Search for the word "outreach" in the entries. Each line that holds it should be copied.

^^^^^^^^

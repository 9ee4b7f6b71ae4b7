use serde::{Deserialize, Serialize};

use crate::errors::DomainError;

/// Lifecycle of a sourced candidate. Transitions are driven by the outreach
/// flow: Sourced -> Contacted -> Accepted | Scheduled | Declined.
#[derive(Clone, Copy, Debug, PartialEq, Eq, Serialize, Deserialize)]
pub enum CandidateStatus {
    Sourced,
    Contacted,
    Accepted,
    Scheduled,
    Declined,
}

impl CandidateStatus {
    pub fn as_str(&self) -> &'static str {
        match self {
            Self::Sourced => "Sourced",
            Self::Contacted => "Contacted",
            Self::Accepted => "Accepted",
            Self::Scheduled => "Scheduled",
            Self::Declined => "Declined",
        }
    }
}

impl std::str::FromStr for CandidateStatus {
    type Err = DomainError;

    fn from_str(value: &str) -> Result<Self, Self::Err> {
        match value.trim() {
            "Sourced" => Ok(Self::Sourced),
            "Contacted" => Ok(Self::Contacted),
            "Accepted" => Ok(Self::Accepted),
            "Scheduled" => Ok(Self::Scheduled),
            "Declined" => Ok(Self::Declined),
            other => Err(DomainError::UnknownStatus(other.to_owned())),
        }
    }
}

/// One sourced speaker/juror. `email` is the sole identity key; a candidate
/// without an email is unusable for reply correlation and is never stored.
#[derive(Clone, Debug, PartialEq, Eq, Serialize, Deserialize)]
pub struct Candidate {
    pub name: String,
    pub email: String,
    #[serde(default)]
    pub expertise: String,
    pub status: CandidateStatus,
    #[serde(rename = "refToken", skip_serializing_if = "Option::is_none")]
    pub correlation_token: Option<String>,
}

/// Partial record as accepted on load paths (sourcing output, manual load,
/// outreach send). Missing fields keep whatever the registry already holds.
#[derive(Clone, Debug, Default, PartialEq, Eq, Serialize, Deserialize)]
pub struct CandidateDraft {
    #[serde(default)]
    pub name: Option<String>,
    #[serde(default)]
    pub email: Option<String>,
    #[serde(default)]
    pub expertise: Option<String>,
    #[serde(default)]
    pub status: Option<CandidateStatus>,
}

impl CandidateDraft {
    pub fn new(name: impl Into<String>, email: impl Into<String>) -> Self {
        Self { name: Some(name.into()), email: Some(email.into()), expertise: None, status: None }
    }

    pub fn with_status(mut self, status: CandidateStatus) -> Self {
        self.status = Some(status);
        self
    }

    pub fn with_expertise(mut self, expertise: impl Into<String>) -> Self {
        self.expertise = Some(expertise.into());
        self
    }
}

#[cfg(test)]
mod tests {
    use super::CandidateStatus;

    #[test]
    fn status_round_trips_through_wire_names() {
        for status in [
            CandidateStatus::Sourced,
            CandidateStatus::Contacted,
            CandidateStatus::Accepted,
            CandidateStatus::Scheduled,
            CandidateStatus::Declined,
        ] {
            assert_eq!(status.as_str().parse::<CandidateStatus>().expect("parse"), status);
        }
    }

    #[test]
    fn unknown_status_is_rejected() {
        assert!("Ghosted".parse::<CandidateStatus>().is_err());
    }
}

^^^^^^^^

▶ Solved problem
/// Lifecycle of a sourced candidate. Transitions are driven by the outreach
/// outreach send). Missing fields keep whatever the registry already holds.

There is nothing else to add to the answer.